/// 2D arc math utilities.
///
/// Signed radius convention for arcs built from two endpoints:
/// - `radius > 0`: the arc runs clockwise from the first endpoint to the second
/// - `radius < 0`: the arc runs counter-clockwise
/// - `|radius| = |chord| / 2`: semicircle
use crate::error::{GeometryError, Result};

use super::vector_2d::{cross, normalized, rotate_cw, square};
use super::{Point2, Vector2, TWO_PI};

/// Centre and endpoint angles of an arc through two points.
#[derive(Debug, Clone, Copy, PartialEq)]
pub struct ArcFrame {
    pub center: Point2,
    pub radius: f64,
    pub start_angle: f64,
    pub end_angle: f64,
}

/// Computes the centre of the arc of radius `|radius|` through `p1` and `p2`
/// and the angles of both endpoints seen from it.
///
/// The angles are adjusted by whole turns so that `end_angle <= start_angle`
/// for a positive radius and `start_angle <= end_angle` for a negative one.
///
/// # Errors
///
/// Returns [`GeometryError::RadiusTooSmall`] if the chord is longer than the
/// diameter, or [`GeometryError::Degenerate`] if the endpoints coincide.
pub fn arc_from_endpoints(p1: &Point2, p2: &Point2, radius: f64) -> Result<ArcFrame> {
    let x = p2 - p1;
    let chord_sq = square(&x);
    if radius * radius < 0.25 * chord_sq {
        tracing::debug!(radius, chord = chord_sq.sqrt(), "arc radius too small for chord");
        return Err(GeometryError::RadiusTooSmall {
            radius,
            chord: chord_sq.sqrt(),
        }
        .into());
    }

    let mut wn = normalized(&rotate_cw(&x))
        .map_err(|_| GeometryError::Degenerate("arc endpoints coincide".into()))?;
    if radius * cross(&wn, &x) < 0.0 {
        wn = -wn;
    }

    // Distance from the chord midpoint to the centre.
    let w = (radius * radius - 0.25 * chord_sq).sqrt();
    let center = p1 + 0.5 * x + w * wn;

    let mut start_angle = angle_from(&center, p1);
    let mut end_angle = angle_from(&center, p2);
    if radius < 0.0 {
        while end_angle < start_angle {
            end_angle += TWO_PI;
        }
    } else {
        while start_angle < end_angle {
            start_angle += TWO_PI;
        }
    }

    Ok(ArcFrame {
        center,
        radius: radius.abs(),
        start_angle,
        end_angle,
    })
}

/// Direction of `p` seen from `center`, via `atan2`.
#[must_use]
pub fn angle_from(center: &Point2, p: &Point2) -> f64 {
    let r = p - center;
    r.y.atan2(r.x)
}

/// Evaluates the point at `angle` on the circle around `center`.
#[must_use]
pub fn arc_point_at(center: &Point2, radius: f64, angle: f64) -> Point2 {
    center + radius * Vector2::new(angle.cos(), angle.sin())
}
use super::vector_2d::{cross, square};
use super::{nearly_zero, Point2, Vector2, EPSILON};

/// Parametric 2D line-line intersection by Cramer's rule.
///
/// Given lines `p + a * s` and `q + b * t`, returns `(a, b)` unless the
/// determinant `s.y * t.x - s.x * t.y` is nearly zero.
#[must_use]
pub fn line_line_params(p: &Point2, s: &Vector2, q: &Point2, t: &Vector2) -> Option<(f64, f64)> {
    let denom = s.y * t.x - s.x * t.y;
    if nearly_zero(denom) {
        return None;
    }
    let dx = q.x - p.x;
    let dy = q.y - p.y;
    let a = (t.x * dy - t.y * dx) / denom;
    let b = (s.x * dy - s.y * dx) / denom;
    Some((a, b))
}

/// Overlap of two parallel segments, as a parameter interval along the first.
///
/// The first segment is `p + a * s` for `a` in `[0, 1]`; the second runs from
/// `q1` to `q2`. Returns `Some((left, right))` with `left < right` when the
/// second segment lies on the same line and their parameter intervals
/// overlap with positive length.
#[must_use]
pub fn collinear_overlap(p: &Point2, s: &Vector2, q1: &Point2, q2: &Point2) -> Option<(f64, f64)> {
    let ss = square(s);
    if nearly_zero(ss) {
        return None;
    }
    // Perpendicular distance of q1 from the line through p.
    if !nearly_zero(cross(s, &(q1 - p)) / ss.sqrt()) {
        return None;
    }
    let mut lo = (q1 - p).dot(s) / ss;
    let mut hi = (q2 - p).dot(s) / ss;
    if hi < lo {
        std::mem::swap(&mut lo, &mut hi);
    }
    let left = lo.max(0.0);
    let right = hi.min(1.0);
    (left < right).then_some((left, right))
}

/// Roots `t` of `|p + t * d - center| = radius`.
///
/// Returns no roots if the line misses the circle, one root if it is tangent
/// (roots nearly coincide in parameter space), otherwise two roots with the
/// larger one first.
/// Roots are not clipped to the segment range.
#[must_use]
pub fn line_circle_params(p: &Point2, d: &Vector2, center: &Point2, radius: f64) -> Vec<f64> {
    let a = square(d);
    if nearly_zero(a) {
        return Vec::new();
    }
    let f = p - center;
    let b = 2.0 * f.dot(d);
    let c = square(&f) - radius * radius;
    let det = b * b - 4.0 * a * c;

    // det / 4a² is the squared half-gap between the roots, independent of scale.
    if nearly_zero(det / (4.0 * a * a)) {
        vec![-b / (2.0 * a)]
    } else if det < 0.0 {
        Vec::new()
    } else {
        let root = det.sqrt();
        vec![(-b + root) / (2.0 * a), (-b - root) / (2.0 * a)]
    }
}

/// Intersection points of two circles with distinct centres.
///
/// Works in a frame scaled, rotated and translated so that the first centre
/// sits at `(0, 0)` and the second at `(1, 0)`. The `+v` candidate comes
/// first; the `-v` candidate is dropped when the circles are tangent.
#[must_use]
pub fn circle_circle_points(c1: &Point2, radius1: f64, c2: &Point2, radius2: f64) -> Vec<Point2> {
    let delta = c2 - c1;
    let dist = delta.norm();
    if nearly_zero(dist) {
        return Vec::new();
    }
    let k = 1.0 / dist;
    let theta = delta.y.atan2(delta.x);
    let r1 = k * radius1;
    let r2 = k * radius2;

    let u = (r1 * r1 + 1.0 - r2 * r2) / 2.0;
    if r1.abs() < u.abs() - EPSILON {
        return Vec::new();
    }
    let v = (r1 * r1 - u * u).max(0.0).sqrt();
    let (sin, cos) = theta.sin_cos();

    let mut points = vec![Point2::new(
        c1.x + (u * cos - v * sin) / k,
        c1.y + (v * cos + u * sin) / k,
    )];
    // External (u == r1) or internal (u == -r1) tangency: one point only.
    if !nearly_zero(r1 - u) && !nearly_zero(r1 + u) {
        points.push(Point2::new(
            c1.x + (u * cos + v * sin) / k,
            c1.y + (-v * cos + u * sin) / k,
        ));
    }
    points
}

#[cfg(test)]
#[allow(clippy::unwrap_used)]
mod tests {
    use approx::assert_relative_eq;

    use super::*;

    const TOL: f64 = 1e-10;

    #[test]
    fn line_line_perpendicular() {
        let (a, b) = line_line_params(
            &Point2::new(-5.0, 3.0),
            &Vector2::new(10.0, 0.0),
            &Point2::new(-3.0, -1.0),
            &Vector2::new(0.0, 6.0),
        )
        .unwrap();
        assert_relative_eq!(a, 0.2, epsilon = TOL);
        assert_relative_eq!(b, 2.0 / 3.0, epsilon = TOL);
    }

    #[test]
    fn line_line_parallel_returns_none() {
        let res = line_line_params(
            &Point2::new(0.0, 0.0),
            &Vector2::new(1.0, 0.0),
            &Point2::new(0.0, 1.0),
            &Vector2::new(2.0, 0.0),
        );
        assert!(res.is_none());
    }

    #[test]
    fn overlap_clipped_to_first_segment() {
        let (l, r) = collinear_overlap(
            &Point2::new(-5.0, 3.0),
            &Vector2::new(10.0, 0.0),
            &Point2::new(3.0, 3.0),
            &Point2::new(7.0, 3.0),
        )
        .unwrap();
        assert_relative_eq!(l, 0.8, epsilon = TOL);
        assert_relative_eq!(r, 1.0, epsilon = TOL);
    }

    #[test]
    fn overlap_orders_reversed_second_segment() {
        let (l, r) = collinear_overlap(
            &Point2::new(-5.0, 3.0),
            &Vector2::new(10.0, 0.0),
            &Point2::new(3.0, 3.0),
            &Point2::new(-3.0, 3.0),
        )
        .unwrap();
        assert_relative_eq!(l, 0.2, epsilon = TOL);
        assert_relative_eq!(r, 0.8, epsilon = TOL);
    }

    #[test]
    fn overlap_touching_endpoints_is_empty() {
        let res = collinear_overlap(
            &Point2::new(0.0, 0.0),
            &Vector2::new(1.0, 0.0),
            &Point2::new(1.0, 0.0),
            &Point2::new(2.0, 0.0),
        );
        assert!(res.is_none());
    }

    #[test]
    fn overlap_offset_line_is_empty() {
        let res = collinear_overlap(
            &Point2::new(1.0, 0.0),
            &Vector2::new(1.0, 0.0),
            &Point2::new(1.0, 1.0),
            &Point2::new(2.0, 1.0),
        );
        assert!(res.is_none());
    }

    #[test]
    fn line_circle_two_roots_larger_first() {
        let roots = line_circle_params(
            &Point2::new(-2.0, 0.0),
            &Vector2::new(4.0, 0.0),
            &Point2::new(0.0, 0.0),
            1.0,
        );
        assert_eq!(roots.len(), 2);
        assert_relative_eq!(roots[0], 0.75, epsilon = TOL);
        assert_relative_eq!(roots[1], 0.25, epsilon = TOL);
    }

    #[test]
    fn line_circle_tangent() {
        let roots = line_circle_params(
            &Point2::new(-1.0, 1.0),
            &Vector2::new(2.0, 0.0),
            &Point2::new(0.0, 0.0),
            1.0,
        );
        assert_eq!(roots.len(), 1);
        assert_relative_eq!(roots[0], 0.5, epsilon = TOL);
    }

    #[test]
    fn line_circle_small_scale_secant() {
        let roots = line_circle_params(
            &Point2::new(-0.004, 0.0),
            &Vector2::new(0.008, 0.0),
            &Point2::new(0.0, 0.0),
            0.002,
        );
        assert_eq!(roots.len(), 2);
        assert_relative_eq!(roots[0], 0.75, epsilon = TOL);
        assert_relative_eq!(roots[1], 0.25, epsilon = TOL);
    }

    #[test]
    fn line_circle_miss() {
        let roots = line_circle_params(
            &Point2::new(2.0, 1.0),
            &Vector2::new(0.0, -2.0),
            &Point2::new(0.0, 0.0),
            1.0,
        );
        assert!(roots.is_empty());
    }

    #[test]
    fn circles_two_points() {
        let pts = circle_circle_points(&Point2::new(0.0, 0.0), 1.0, &Point2::new(1.0, 0.0), 1.0);
        let h = 3f64.sqrt() / 2.0;
        assert_eq!(pts.len(), 2);
        assert_relative_eq!(pts[0], Point2::new(0.5, h), epsilon = TOL);
        assert_relative_eq!(pts[1], Point2::new(0.5, -h), epsilon = TOL);
    }

    #[test]
    fn circles_tangent_single_point() {
        let pts = circle_circle_points(&Point2::new(0.0, 0.0), 1.0, &Point2::new(2.0, 0.0), 1.0);
        assert_eq!(pts.len(), 1);
        assert_relative_eq!(pts[0], Point2::new(1.0, 0.0), epsilon = TOL);
    }

    #[test]
    fn circles_tangent_off_axis_single_point() {
        let c1 = Point2::new(0.3, -0.7);
        let (r1, r2) = (1.5, 0.5);
        for i in 0..360 {
            let phi = f64::from(i).to_radians() + 0.123;
            let dir = Vector2::new(phi.cos(), phi.sin());
            let c2 = c1 + (r1 + r2) * dir;
            let pts = circle_circle_points(&c1, r1, &c2, r2);
            assert_eq!(pts.len(), 1, "phi = {phi}, pts = {pts:?}");
            assert_relative_eq!(pts[0], c1 + r1 * dir, epsilon = 1e-6);
        }
    }

    #[test]
    fn circles_internally_tangent_single_point() {
        let pts = circle_circle_points(&Point2::new(0.0, 0.0), 2.0, &Point2::new(1.0, 0.0), 1.0);
        assert_eq!(pts.len(), 1);
        assert_relative_eq!(pts[0], Point2::new(2.0, 0.0), epsilon = TOL);
    }

    #[test]
    fn circle_inside_touches_once() {
        let pts = circle_circle_points(&Point2::new(0.0, 0.0), 1.0, &Point2::new(1.0, 0.0), 2.0);
        assert_eq!(pts.len(), 1);
        assert_relative_eq!(pts[0], Point2::new(-1.0, 0.0), epsilon = TOL);
    }

    #[test]
    fn circles_apart() {
        let pts = circle_circle_points(&Point2::new(0.0, 0.0), 1.0, &Point2::new(5.0, 0.0), 1.0);
        assert!(pts.is_empty());
    }

    #[test]
    fn circles_concentric() {
        let p = Point2::new(1.0, 1.0);
        assert!(circle_circle_points(&p, 1.0, &p, 2.0).is_empty());
    }
}
//! Connection provider backed by an r2d2 pool of SQLite connections

use std::path::Path;
use std::sync::atomic::{AtomicUsize, Ordering};
use std::time::Duration;
use r2d2_sqlite::SqliteConnectionManager;
use rusqlite::{params, Transaction, TransactionBehavior};
use crate::Result;
use super::schema;

pub type SqlitePool = r2d2::Pool<SqliteConnectionManager>;
pub type PooledConnection = r2d2::PooledConnection<SqliteConnectionManager>;

static MEMORY_DB_COUNTER: AtomicUsize = AtomicUsize::new(0);

/// Sizing and timeouts for the connection pool
#[derive(Debug, Clone)]
pub struct PoolSettings {
    /// Maximum number of simultaneously open connections
    pub max_size: u32,
    /// How long a checkout may block before failing
    pub connection_timeout: Duration,
    /// How long SQLite waits on a locked database before returning BUSY
    pub busy_timeout: Duration,
}

impl Default for PoolSettings {
    fn default() -> Self {
        Self {
            max_size: 4,
            connection_timeout: Duration::from_secs(5),
            busy_timeout: Duration::from_secs(5),
        }
    }
}

/// Owns the pool; every mapper checks connections out of it.
///
/// Dropping the provider closes the pool.
pub struct ConnectionProvider {
    pool: SqlitePool,
    location: String,
}

impl ConnectionProvider {
    /// Open a database file (creates it and the schema if missing)
    pub fn open(path: &Path, settings: &PoolSettings) -> Result<Self> {
        let manager = SqliteConnectionManager::file(path);
        let pool = r2d2::Pool::builder()
            .max_size(settings.max_size)
            .connection_timeout(settings.connection_timeout)
            .build(with_pragmas(manager, settings.busy_timeout))?;

        Self::initialize(pool, path.display().to_string())
    }

    /// Open a private in-memory database (for testing and demos).
    ///
    /// The pool holds a single connection that is never recycled, since
    /// the database disappears with its last connection.
    pub fn open_in_memory() -> Result<Self> {
        let n = MEMORY_DB_COUNTER.fetch_add(1, Ordering::Relaxed);
        let uri = format!(
            "file:restodir-{}-{}?mode=memory&cache=shared",
            std::process::id(),
            n
        );
        let settings = PoolSettings::default();
        let manager = SqliteConnectionManager::file(&uri);
        let pool = r2d2::Pool::builder()
            .max_size(1)
            .min_idle(Some(1))
            .idle_timeout(None)
            .max_lifetime(None)
            .connection_timeout(settings.connection_timeout)
            .build(with_pragmas(manager, settings.busy_timeout))?;

        Self::initialize(pool, uri)
    }

    fn initialize(pool: SqlitePool, location: String) -> Result<Self> {
        let provider = Self { pool, location };
        provider.initialize_schema()?;
        tracing::info!(
            "Connection pool ready on {} (max {} connections)",
            provider.location,
            provider.pool.max_size()
        );
        Ok(provider)
    }

    /// Initialize the database schema and seed the sequences
    fn initialize_schema(&self) -> Result<()> {
        let conn = self.connection()?;
        for stmt in schema::all_schema_statements() {
            conn.execute(stmt, [])?;
        }
        for name in schema::SEQUENCES {
            conn.execute(
                "INSERT OR IGNORE INTO SEQUENCES (name, next_value) VALUES (?1, 0)",
                params![name],
            )?;
        }
        Ok(())
    }

    /// Where the database lives (file path or memory URI)
    pub fn location(&self) -> &str {
        &self.location
    }

    /// Check a connection out of the pool, blocking up to the pool timeout
    pub fn connection(&self) -> Result<PooledConnection> {
        Ok(self.pool.get()?)
    }

    /// Run `body` inside one transaction on one pooled connection.
    ///
    /// Commits when `body` returns `Ok`, rolls back otherwise. A panic
    /// inside `body` also rolls back, through the transaction's drop.
    pub fn in_transaction<T, F>(&self, body: F) -> Result<T>
    where
        F: FnOnce(&Transaction<'_>) -> Result<T>,
    {
        let mut conn = self.connection()?;
        let tx = conn.transaction_with_behavior(TransactionBehavior::Immediate)?;
        match body(&tx) {
            Ok(value) => {
                tx.commit()?;
                Ok(value)
            }
            Err(err) => {
                if let Err(rollback_err) = tx.rollback() {
                    tracing::warn!("Rollback failed after {}: {}", err, rollback_err);
                }
                Err(err)
            }
        }
    }

    /// Open and idle connection counts
    pub fn pool_state(&self) -> (u32, u32) {
        let state = self.pool.state();
        (state.connections, state.idle_connections)
    }

    /// Row counts of every table
    pub fn stats(&self) -> Result<DbStats> {
        let conn = self.connection()?;
        let mut tables = Vec::with_capacity(schema::TABLES.len());
        for table in schema::TABLES.iter().rev() {
            let count: i64 =
                conn.query_row(&format!("SELECT COUNT(*) FROM {}", table), [], |row| row.get(0))?;
            tables.push((*table, count as usize));
        }
        Ok(DbStats { tables })
    }
}

fn with_pragmas(manager: SqliteConnectionManager, busy_timeout: Duration) -> SqliteConnectionManager {
    manager.with_init(move |conn| {
        conn.execute_batch("PRAGMA foreign_keys = ON;")?;
        conn.busy_timeout(busy_timeout)
    })
}

/// Database statistics
#[derive(Debug, Clone, serde::Serialize)]
pub struct DbStats {
    pub tables: Vec<(&'static str, usize)>,
}

impl DbStats {
    pub fn count(&self, table: &str) -> usize {
        self.tables
            .iter()
            .find(|(name, _)| *name == table)
            .map(|(_, count)| *count)
            .unwrap_or(0)
    }
}

impl std::fmt::Display for DbStats {
    fn fmt(&self, f: &mut std::fmt::Formatter<'_>) -> std::fmt::Result {
        writeln!(f, "Database Statistics:")?;
        for (table, count) in &self.tables {
            writeln!(f, "  {}: {}", table, count)?;
        }
        Ok(())
    }
}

* [WHAT THE EXERCISE ASKS] Copy out each line of the material in which the word "right" turns up.

* [EXPECTED ANSWER]
/// `q1` to `q2`. Returns `Some((left, right))` with `left < right` when the
    let right = hi.min(1.0);
    (left < right).then_some((left, right))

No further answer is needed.